In two other posts (here and here) I’ve written about the problems I’ve been having with my trail shoes and damage to my feet. Choosing shoes for Marathon des Sable is something that is making me think carefully about what I need. I need a comfortable shoe, that is something I can forget about. About 12 years ago I had a pair of Salomon trail shoes that I used for an approach shoe, but never as a running shoe. I remember the last being really comfortable. I had a few reservations about the width of the heel before buying as I’m used to a narrow fell shoe and the Crossmax is more like a road shoe. I picked a mixed 8 miles for my first run in the neutral version of the shoe. About 3 miles of tarmac, 2 miles of forest track and about 3 miles of singletrack. It was wet, really wet. So wet that the area made the news for evacuations due to flooding. The quicklace system tighten the sensifit system, is a quick system, There is quite a lot of lace on the system, but it all tucks away nicely into the lace pocket.

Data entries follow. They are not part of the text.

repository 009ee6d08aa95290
pub mod support;
/// Voxel terrain core for a destructible-terrain shooter: bounded
/// solid/air grid with per-voxel color, point and ray queries, a legacy
/// column-run map codec, and incrementally maintained ground-support
/// tracking that classifies which voxels float after destruction.
pub mod voxel;
pub mod vxl;

pub use support::{Link, SupportGraph};
pub use voxel::{GridDims, RayHit, VoxelColor, VoxelGrid};
pub use vxl::{load_vxl, read_vxl, write_vxl, VxlError};
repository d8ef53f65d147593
//! CLI entry point for the admin panel architecture lint.
//!
//! Usage: `architecture-lint [BACKEND_DIR]`. Without an argument the
//! `backend/` directory next to the nearest workspace manifest is linted.

use std::fs;
use std::io::{self, Write};
use std::path::{Path, PathBuf};
use std::process::ExitCode;

fn main() -> ExitCode {
    let Some(backend_dir) = std::env::args_os()
        .nth(1)
        .map(PathBuf::from)
        .or_else(default_backend_dir)
    else {
        report("unable to locate the workspace root; pass the backend directory explicitly");
        return ExitCode::FAILURE;
    };

    match architecture_lint::lint_backend_sources(&backend_dir) {
        Ok(()) => ExitCode::SUCCESS,
        Err(err) => {
            report(&err.to_string());
            ExitCode::FAILURE
        }
    }
}

fn report(message: &str) {
    let _ = writeln!(io::stderr().lock(), "{message}");
}

fn default_backend_dir() -> Option<PathBuf> {
    let starts = [
        std::env::current_dir().ok(),
        Some(PathBuf::from(env!("CARGO_MANIFEST_DIR"))),
    ];
    starts
        .iter()
        .flatten()
        .find_map(|start| workspace_root(start))
        .map(|root| root.join("backend"))
}

fn workspace_root(start: &Path) -> Option<PathBuf> {
    start
        .ancestors()
        .find(|dir| {
            fs::read_to_string(dir.join("Cargo.toml"))
                .is_ok_and(|manifest| manifest.contains("[workspace]"))
        })
        .map(Path::to_path_buf)
}
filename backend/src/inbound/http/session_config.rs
//! Session cookie configuration read from the environment.
//!
//! Debug builds fall back to permissive defaults with a warning so the panel
//! can run locally without secrets. Release builds require every toggle to be
//! set explicitly and refuse ephemeral signing keys.

use std::path::{Path, PathBuf};

use actix_web::cookie::{Key, SameSite};
use cap_std::{ambient_authority, fs::Dir};
use mockable::Env;
use tracing::warn;
use zeroize::Zeroize;

const SESSION_KEY_DEFAULT_PATH: &str = "/var/run/secrets/session_key";
const SESSION_KEY_MIN_LEN: usize = 64;
// `Key::derive_from` panics below this length.
const SESSION_KEY_DERIVE_MIN_LEN: usize = 32;
const COOKIE_SECURE_ENV: &str = "SESSION_COOKIE_SECURE";
const SAMESITE_ENV: &str = "SESSION_SAMESITE";
const ALLOW_EPHEMERAL_ENV: &str = "SESSION_ALLOW_EPHEMERAL";
const KEY_FILE_ENV: &str = "SESSION_KEY_FILE";
const BOOL_EXPECTED: &str = "1|0|true|false|yes|no|y|n";
const SAMESITE_EXPECTED: &str = "Strict|Lax|None";

/// Name of the cookie carrying the operator session.
pub const SESSION_COOKIE_NAME: &str = "stoat_admin_session";

/// How strictly session toggles are validated.
#[derive(Clone, Copy, Debug, Eq, PartialEq)]
pub enum BuildMode {
    /// Missing or malformed toggles fall back to defaults with a warning.
    Debug,
    /// Every toggle must be present and valid.
    Release,
}

impl BuildMode {
    /// `Debug` when compiled with debug assertions.
    #[must_use]
    pub fn from_debug_assertions() -> Self {
        if cfg!(debug_assertions) {
            Self::Debug
        } else {
            Self::Release
        }
    }

    fn is_debug(self) -> bool {
        matches!(self, Self::Debug)
    }
}

/// Resolved cookie policy for the operator session.
pub struct SessionSettings {
    /// Key used to encrypt the private session cookie.
    pub key: Key,
    pub cookie_secure: bool,
    pub same_site: SameSite,
}

/// Rejected session configuration.
#[derive(thiserror::Error, Debug)]
pub enum SessionConfigError {
    #[error("{name} must be set in release builds")]
    MissingEnv { name: &'static str },
    #[error("{name}='{value}' is not one of {expected}")]
    InvalidEnv {
        name: &'static str,
        value: String,
        expected: &'static str,
    },
    #[error("cannot read session key file {path}: {source}")]
    KeyRead {
        path: PathBuf,
        #[source]
        source: std::io::Error,
    },
    /// The key file holds fewer bytes than the build mode requires.
    #[error("session key file {path} holds {length} bytes; at least {min_len} required")]
    KeyTooShort {
        path: PathBuf,
        length: usize,
        min_len: usize,
    },
    #[error("SESSION_SAMESITE=None is only accepted with SESSION_COOKIE_SECURE=1")]
    InsecureSameSiteNone,
    #[error("release builds refuse SESSION_ALLOW_EPHEMERAL=1")]
    EphemeralNotAllowed,
}

/// Build session settings from environment variables and build mode.
///
/// # Examples
///
/// ```rust
/// use admin_panel::inbound::http::session_config::{BuildMode, session_settings_from_env};
/// use mockable::MockEnv;
///
/// # fn main() -> Result<(), Box<dyn std::error::Error>> {
/// let mut env = MockEnv::new();
/// env.expect_string().returning(|_| None);
///
/// let settings = session_settings_from_env(&env, BuildMode::Debug)?;
/// assert!(settings.cookie_secure);
/// # Ok(())
/// # }
/// ```
pub fn session_settings_from_env<E: Env>(
    env: &E,
    mode: BuildMode,
) -> Result<SessionSettings, SessionConfigError> {
    let cookie_secure = bool_toggle(env, mode, COOKIE_SECURE_ENV, true)?;
    let same_site = same_site_from_env(env, mode, cookie_secure)?;
    let allow_ephemeral = bool_toggle(env, mode, ALLOW_EPHEMERAL_ENV, false)?;
    if allow_ephemeral && !mode.is_debug() {
        return Err(SessionConfigError::EphemeralNotAllowed);
    }
    let key = session_key_from_env(env, mode, allow_ephemeral)?;

    Ok(SessionSettings {
        key,
        cookie_secure,
        same_site,
    })
}

/// Read a boolean toggle. Debug builds substitute `debug_default` for a
/// missing or malformed value; release builds reject both.
fn bool_toggle<E: Env>(
    env: &E,
    mode: BuildMode,
    name: &'static str,
    debug_default: bool,
) -> Result<bool, SessionConfigError> {
    let Some(value) = env.string(name) else {
        if mode.is_debug() {
            warn!(variable = name, default = debug_default, "session toggle not set; using default");
            return Ok(debug_default);
        }
        return Err(SessionConfigError::MissingEnv { name });
    };

    match parse_bool(&value) {
        Some(flag) => Ok(flag),
        None if mode.is_debug() => {
            warn!(variable = name, value = %value, default = debug_default, "invalid session toggle; using default");
            Ok(debug_default)
        }
        None => Err(SessionConfigError::InvalidEnv {
            name,
            value,
            expected: BOOL_EXPECTED,
        }),
    }
}

fn same_site_from_env<E: Env>(
    env: &E,
    mode: BuildMode,
    cookie_secure: bool,
) -> Result<SameSite, SessionConfigError> {
    let default_same_site = if mode.is_debug() {
        SameSite::Lax
    } else {
        SameSite::Strict
    };

    let Some(value) = env.string(SAMESITE_ENV) else {
        if mode.is_debug() {
            warn!("SESSION_SAMESITE not set; using default");
            return Ok(default_same_site);
        }
        return Err(SessionConfigError::MissingEnv { name: SAMESITE_ENV });
    };

    match value.to_ascii_lowercase().as_str() {
        "lax" => Ok(SameSite::Lax),
        "strict" => Ok(SameSite::Strict),
        "none" if cookie_secure => Ok(SameSite::None),
        "none" if mode.is_debug() => {
            warn!("SESSION_SAMESITE=None with SESSION_COOKIE_SECURE=0; browsers may drop the cookie");
            Ok(SameSite::None)
        }
        "none" => Err(SessionConfigError::InsecureSameSiteNone),
        _ if mode.is_debug() => {
            warn!(value = %value, "invalid SESSION_SAMESITE; using default");
            Ok(default_same_site)
        }
        _ => Err(SessionConfigError::InvalidEnv {
            name: SAMESITE_ENV,
            value,
            expected: SAMESITE_EXPECTED,
        }),
    }
}

fn read_key_file(path: &Path) -> std::io::Result<Vec<u8>> {
    let parent = match path.parent() {
        Some(parent) if !parent.as_os_str().is_empty() => parent,
        _ => Path::new("."),
    };
    let file_name = path.file_name().ok_or_else(|| {
        std::io::Error::new(std::io::ErrorKind::InvalidInput, "session key path must be a file")
    })?;
    let dir = Dir::open_ambient_dir(parent, ambient_authority())?;
    dir.read(Path::new(file_name))
}

fn session_key_from_env<E: Env>(
    env: &E,
    mode: BuildMode,
    allow_ephemeral: bool,
) -> Result<Key, SessionConfigError> {
    let path = PathBuf::from(
        env.string(KEY_FILE_ENV)
            .unwrap_or_else(|| SESSION_KEY_DEFAULT_PATH.to_owned()),
    );

    match read_key_file(&path) {
        Ok(mut bytes) => {
            let length = bytes.len();
            let min_len = match mode {
                BuildMode::Release => SESSION_KEY_MIN_LEN,
                BuildMode::Debug => SESSION_KEY_DERIVE_MIN_LEN,
            };
            if length < min_len {
                bytes.zeroize();
                return Err(SessionConfigError::KeyTooShort {
                    path,
                    length,
                    min_len,
                });
            }
            let key = Key::derive_from(&bytes);
            bytes.zeroize();
            Ok(key)
        }
        Err(error) if mode.is_debug() || allow_ephemeral => {
            warn!(
                path = %path.display(),
                error = %error,
                "using temporary session key; operators are logged out on restart"
            );
            Ok(Key::generate())
        }
        Err(source) => Err(SessionConfigError::KeyRead { path, source }),
    }
}

fn parse_bool(value: &str) -> Option<bool> {
    match value.trim().to_ascii_lowercase().as_str() {
        "1" | "true" | "yes" | "y" => Some(true),
        "0" | "false" | "no" | "n" => Some(false),
        _ => None,
    }
}
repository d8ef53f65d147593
//! Domain-level error types.
//!
//! These errors are transport agnostic. Inbound adapters map them to HTTP
//! responses; outbound adapters report their own port errors which domain
//! services translate into this type.

use serde::{Deserialize, Serialize};
use serde_json::Value;

use crate::domain::TraceId;

/// Stable machine-readable error code describing the failure category.
#[derive(Debug, Clone, Copy, PartialEq, Eq, Hash, Serialize, Deserialize)]
#[non_exhaustive]
#[serde(rename_all = "snake_case")]
pub enum ErrorCode {
    /// The request is malformed or fails validation.
    InvalidRequest,
    /// Authentication failed or is missing.
    Unauthorized,
    /// Authenticated but not permitted to perform this action.
    Forbidden,
    /// The requested resource does not exist.
    NotFound,
    /// A dependency (the platform API) could not be reached.
    ServiceUnavailable,
    /// An unexpected error occurred inside the domain.
    InternalError,
}

/// Failure reported by panel services and rendered by the HTTP adapter.
///
/// The message is never blank.
///
/// ```
/// use admin_panel::domain::{Error, ErrorCode};
///
/// let err = Error::new(ErrorCode::NotFound, "missing");
/// assert_eq!(err.code(), ErrorCode::NotFound);
/// ```
#[derive(Debug, Clone, PartialEq, Serialize, Deserialize, thiserror::Error)]
#[serde(try_from = "WireError", into = "WireError")]
#[error("{message}")]
pub struct Error {
    code: ErrorCode,
    message: String,
    trace_id: Option<String>,
    details: Option<Value>,
}

/// Validation errors emitted by [`Error::try_new`].
#[derive(Debug, Clone, PartialEq, Eq, thiserror::Error)]
pub enum ErrorValidationError {
    #[error("error message must not be empty")]
    EmptyMessage,
}

impl ErrorCode {
    /// Message used when a caller supplies a blank one.
    pub const fn fallback_message(self) -> &'static str {
        match self {
            Self::InvalidRequest => "invalid request",
            Self::Unauthorized => "authentication required",
            Self::Forbidden => "operation not permitted",
            Self::NotFound => "resource not found",
            Self::ServiceUnavailable => "platform unavailable",
            Self::InternalError => "internal error",
        }
    }
}

macro_rules! shorthand_constructors {
    ($($name:ident => $code:ident),+ $(,)?) => {
        $(
            #[doc = concat!("Shorthand for [`ErrorCode::", stringify!($code), "`].")]
            pub fn $name(message: impl Into<String>) -> Self {
                Self::new(ErrorCode::$code, message)
            }
        )+
    };
}

impl Error {
    /// Build an error, substituting the code's fallback text for a blank
    /// message. The ambient trace identifier is captured when present.
    pub fn new(code: ErrorCode, message: impl Into<String>) -> Self {
        Self::try_new(code, message)
            .unwrap_or_else(|_| Self::assemble(code, code.fallback_message().to_owned()))
    }

    /// Like [`Error::new`] but rejects blank messages.
    pub fn try_new(code: ErrorCode, message: impl Into<String>) -> Result<Self, ErrorValidationError> {
        let message = message.into();
        if message.trim().is_empty() {
            Err(ErrorValidationError::EmptyMessage)
        } else {
            Ok(Self::assemble(code, message))
        }
    }

    fn assemble(code: ErrorCode, message: String) -> Self {
        Self {
            code,
            message,
            trace_id: TraceId::current().map(|id| id.to_string()),
            details: None,
        }
    }

    shorthand_constructors! {
        invalid_request => InvalidRequest,
        unauthorized => Unauthorized,
        forbidden => Forbidden,
        not_found => NotFound,
        service_unavailable => ServiceUnavailable,
        internal => InternalError,
    }

    pub fn code(&self) -> ErrorCode {
        self.code
    }

    pub fn message(&self) -> &str {
        &self.message
    }

    /// Correlation identifier, if one was in scope or attached.
    pub fn trace_id(&self) -> Option<&str> {
        self.trace_id.as_deref()
    }

    pub fn details(&self) -> Option<&Value> {
        self.details.as_ref()
    }

    /// Replace the trace identifier.
    pub fn with_trace_id(self, id: impl Into<String>) -> Self {
        Self {
            trace_id: Some(id.into()),
            ..self
        }
    }

    /// Attach structured details, e.g. the offending field.
    ///
    /// ```
    /// use admin_panel::domain::Error;
    /// use serde_json::json;
    ///
    /// let err = Error::invalid_request("bad").with_details(json!({ "field": "duration" }));
    /// assert_eq!(err.details(), Some(&json!({ "field": "duration" })));
    /// ```
    pub fn with_details(self, details: Value) -> Self {
        Self {
            details: Some(details),
            ..self
        }
    }
}

/// JSON body of an error response.
#[derive(Serialize, Deserialize)]
#[serde(rename_all = "camelCase")]
struct WireError {
    code: ErrorCode,
    message: String,
    #[serde(skip_serializing_if = "Option::is_none", alias = "trace_id")]
    trace_id: Option<String>,
    #[serde(skip_serializing_if = "Option::is_none")]
    details: Option<Value>,
}

impl From<Error> for WireError {
    fn from(Error { code, message, trace_id, details }: Error) -> Self {
        Self { code, message, trace_id, details }
    }
}

impl TryFrom<WireError> for Error {
    type Error = ErrorValidationError;

    // Decoded errors keep only the trace id carried on the wire.
    fn try_from(wire: WireError) -> Result<Self, Self::Error> {
        if wire.message.trim().is_empty() {
            return Err(ErrorValidationError::EmptyMessage);
        }
        Ok(Self {
            code: wire.code,
            message: wire.message,
            trace_id: wire.trace_id,
            details: wire.details,
        })
    }
}
//! Platform user records as reported by the chat platform.
//!
//! The panel never creates or mutates these records itself. It reads them
//! through [`crate::domain::ports::PlatformUserRepository`] and hands them
//! back to platform procedures. Fields the panel does not interpret are kept
//! in an opaque map so the JSON round-trips without loss.

use std::fmt;

use serde::{Deserialize, Serialize};
use serde_json::{Map, Value};

/// Validation errors returned by [`PlatformUserId::new`].
#[derive(Debug, Clone, PartialEq, Eq, thiserror::Error)]
pub enum PlatformUserValidationError {
    #[error("platform user id must not be empty")]
    EmptyId,
    #[error("platform user id must not contain whitespace")]
    WhitespaceInId,
}

/// Opaque platform identifier (a ULID on current deployments).
///
/// ## Invariants
/// - Non-empty.
/// - Contains no whitespace.
#[derive(Debug, Clone, PartialEq, Eq, Hash, Serialize, Deserialize)]
#[serde(try_from = "String", into = "String")]
pub struct PlatformUserId(String);

impl PlatformUserId {
    /// Validate and construct a [`PlatformUserId`].
    ///
    /// # Examples
    /// ```
    /// use admin_panel::domain::PlatformUserId;
    ///
    /// let id = PlatformUserId::new("01FD58YK5W7QRV5H3D64KTQYX3").unwrap();
    /// assert_eq!(id.as_ref(), "01FD58YK5W7QRV5H3D64KTQYX3");
    /// assert!(PlatformUserId::new(" ").is_err());
    /// ```
    pub fn new(id: impl Into<String>) -> Result<Self, PlatformUserValidationError> {
        let id = id.into();
        if id.trim().is_empty() {
            return Err(PlatformUserValidationError::EmptyId);
        }
        if id.chars().any(char::is_whitespace) {
            return Err(PlatformUserValidationError::WhitespaceInId);
        }
        Ok(Self(id))
    }
}

impl AsRef<str> for PlatformUserId {
    fn as_ref(&self) -> &str {
        self.0.as_str()
    }
}

impl fmt::Display for PlatformUserId {
    fn fmt(&self, f: &mut fmt::Formatter<'_>) -> fmt::Result {
        f.write_str(&self.0)
    }
}

impl From<PlatformUserId> for String {
    fn from(value: PlatformUserId) -> Self {
        value.0
    }
}

impl TryFrom<String> for PlatformUserId {
    type Error = PlatformUserValidationError;

    fn try_from(value: String) -> Result<Self, Self::Error> {
        Self::new(value)
    }
}

/// Relationship state between two platform users.
#[derive(Debug, Clone, Copy, PartialEq, Eq, Serialize, Deserialize)]
pub enum RelationshipStatus {
    None,
    User,
    Friend,
    Outgoing,
    Incoming,
    Blocked,
    BlockedOther,
    /// Any status this panel does not know about yet.
    #[serde(other)]
    Unknown,
}

/// One entry of a user's relationship list.
#[derive(Debug, Clone, PartialEq, Eq, Serialize, Deserialize)]
pub struct Relationship {
    #[serde(rename = "_id")]
    pub user_id: String,
    pub status: RelationshipStatus,
}

/// Platform user record.
///
/// `relations` is only present when the platform includes it; it can be
/// long, which is why [`PlatformUserInfo`] exists.
#[derive(Debug, Clone, PartialEq, Serialize, Deserialize)]
pub struct PlatformUser {
    #[serde(rename = "_id")]
    id: PlatformUserId,
    username: String,
    #[serde(default, skip_serializing_if = "Option::is_none")]
    discriminator: Option<String>,
    #[serde(default, skip_serializing_if = "Option::is_none")]
    display_name: Option<String>,
    #[serde(default, skip_serializing_if = "Option::is_none")]
    relations: Option<Vec<Relationship>>,
    #[serde(default, skip_serializing_if = "Option::is_none")]
    flags: Option<u32>,
    #[serde(default)]
    privileged: bool,
    #[serde(flatten)]
    extra: Map<String, Value>,
}

impl PlatformUser {
    /// Build a minimal record; mostly useful for fixtures.
    pub fn new(id: PlatformUserId, username: impl Into<String>) -> Self {
        Self {
            id,
            username: username.into(),
            discriminator: None,
            display_name: None,
            relations: None,
            flags: None,
            privileged: false,
            extra: Map::new(),
        }
    }

    /// Attach a discriminator such as `"0001"`.
    #[must_use]
    pub fn with_discriminator(mut self, discriminator: impl Into<String>) -> Self {
        self.discriminator = Some(discriminator.into());
        self
    }

    /// Attach a display name.
    #[must_use]
    pub fn with_display_name(mut self, display_name: impl Into<String>) -> Self {
        self.display_name = Some(display_name.into());
        self
    }

    /// Attach the relationship list.
    #[must_use]
    pub fn with_relations(mut self, relations: Vec<Relationship>) -> Self {
        self.relations = Some(relations);
        self
    }

    pub fn id(&self) -> &PlatformUserId {
        &self.id
    }

    pub fn username(&self) -> &str {
        self.username.as_str()
    }

    pub fn discriminator(&self) -> Option<&str> {
        self.discriminator.as_deref()
    }

    pub fn display_name(&self) -> Option<&str> {
        self.display_name.as_deref()
    }

    pub fn relations(&self) -> Option<&[Relationship]> {
        self.relations.as_deref()
    }

    pub fn flags(&self) -> Option<u32> {
        self.flags
    }

    pub fn privileged(&self) -> bool {
        self.privileged
    }

    /// Number of relationships in the `Friend` state; zero when the platform
    /// omitted the list.
    pub fn friend_count(&self) -> usize {
        self.relations.as_ref().map_or(0, |relations| {
            relations
                .iter()
                .filter(|relation| relation.status == RelationshipStatus::Friend)
                .count()
        })
    }

    /// Produce the smaller payload used by the panel.
    ///
    /// # Examples
    /// ```
    /// use admin_panel::domain::{PlatformUser, PlatformUserId};
    ///
    /// let user = PlatformUser::new(PlatformUserId::new("01A").unwrap(), "alice");
    /// assert_eq!(user.into_info().relations.friends, 0);
    /// ```
    pub fn into_info(self) -> PlatformUserInfo {
        let friends = self.friend_count();
        let Self {
            id,
            username,
            discriminator,
            display_name,
            relations: _,
            flags,
            privileged,
            extra,
        } = self;
        PlatformUserInfo {
            id,
            username,
            discriminator,
            display_name,
            relations: FriendSummary { friends },
            flags,
            privileged,
            extra,
        }
    }
}

/// Relationship counts reported in place of the full relationship list.
#[derive(Debug, Clone, Copy, PartialEq, Eq, Serialize, Deserialize)]
pub struct FriendSummary {
    pub friends: usize,
}

/// [`PlatformUser`] with `relations` collapsed to counts.
#[derive(Debug, Clone, PartialEq, Serialize, Deserialize)]
pub struct PlatformUserInfo {
    #[serde(rename = "_id")]
    pub id: PlatformUserId,
    pub username: String,
    #[serde(default, skip_serializing_if = "Option::is_none")]
    pub discriminator: Option<String>,
    #[serde(default, skip_serializing_if = "Option::is_none")]
    pub display_name: Option<String>,
    pub relations: FriendSummary,
    #[serde(default, skip_serializing_if = "Option::is_none")]
    pub flags: Option<u32>,
    #[serde(default)]
    pub privileged: bool,
    #[serde(flatten)]
    pub extra: Map<String, Value>,
}

/// The platform's own account, which the panel must never act upon.
///
/// Configured once at startup; without a configured id nothing is
/// restricted.
#[derive(Debug, Clone, Default, PartialEq, Eq)]
pub struct RestrictedAccount(Option<PlatformUserId>);

impl RestrictedAccount {
    pub fn new(account: Option<PlatformUserId>) -> Self {
        Self(account)
    }

    /// Whether `user_id` is the restricted platform account.
    pub fn is_restricted(&self, user_id: &PlatformUserId) -> bool {
        self.0.as_ref() == Some(user_id)
    }

    /// Convenience wrapper over [`RestrictedAccount::is_restricted`].
    pub fn is_restricted_user(&self, user: &PlatformUser) -> bool {
        self.is_restricted(user.id())
    }
}
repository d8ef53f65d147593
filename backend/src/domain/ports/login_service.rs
//! Driving port for operator login.
//!
//! Inbound adapters call this port to check credentials without knowing
//! where operators are configured, so handler tests can substitute a double.

use async_trait::async_trait;

use crate::domain::{Error, LoginCredentials, OperatorProfile};

/// Domain use-case port for operator authentication.
#[cfg_attr(test, mockall::automock)]
#[async_trait]
pub trait LoginService: Send + Sync {
    /// Validate credentials and return the profile to keep in the session.
    async fn authenticate(&self, credentials: &LoginCredentials) -> Result<OperatorProfile, Error>;
}

/// Development authenticator.
///
/// `admin@example.com` / `password` logs in as "Panel Admin". Only wired
/// when no operator list is configured in a debug build.
#[derive(Debug, Default, Clone, Copy)]
pub struct FixtureLoginService;

pub(crate) const FIXTURE_OPERATOR_EMAIL: &str = "admin@example.com";
const FIXTURE_OPERATOR_PASSWORD: &str = "password";

#[async_trait]
impl LoginService for FixtureLoginService {
    async fn authenticate(&self, credentials: &LoginCredentials) -> Result<OperatorProfile, Error> {
        if credentials.email() == FIXTURE_OPERATOR_EMAIL
            && credentials.password() == FIXTURE_OPERATOR_PASSWORD
        {
            OperatorProfile::new(FIXTURE_OPERATOR_EMAIL)
                .map(|profile| profile.with_name("Panel Admin"))
                .map_err(|err| Error::internal(format!("invalid fixture operator: {err}")))
        } else {
            Err(Error::unauthorized("invalid credentials"))
        }
    }
}
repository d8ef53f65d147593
//! Inbound adapters that translate external requests into domain service
//! calls while keeping framework details at the edge.

pub mod http;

I’d say on the sizing that this shoe comes up a bit smaller than I’m used to, but not to a point of being uncomfortable. I think I’d pick a metric size up next time round. Out the door and into a slow warm up on the road. The shoes feel exactly like a road shoe, Good cushining and light and it wasn’t wrong before I wasn’t thinking about the shoe at all. After a little climb up to the start of the fire trails, nothing really changed, the sole unit has enough protection that big rocks don;t penetrate at all, making for a comfy ride. The singletrack starts with a downhill that loses about 100m in 500m, and here I was thinking about the shoe again. The reason is that trail shoes always have a lower profile tread pattern and I was expecting to slip and slide a bit on the really wet top surface on the singletrack. Pretty quickly I built confidence in the sole and it was biting nice through and finding loads of grip. I quickly got back to picking lines and not thinking about the shoe. So first impressions- the Salomon XR Crossmax Neutral trail shoe is pretty forgetable, and that is a massive compliment! I’ve added the shoe into my miCoach so I’ll be able to keep an accurate log of the distance I do with the shoe.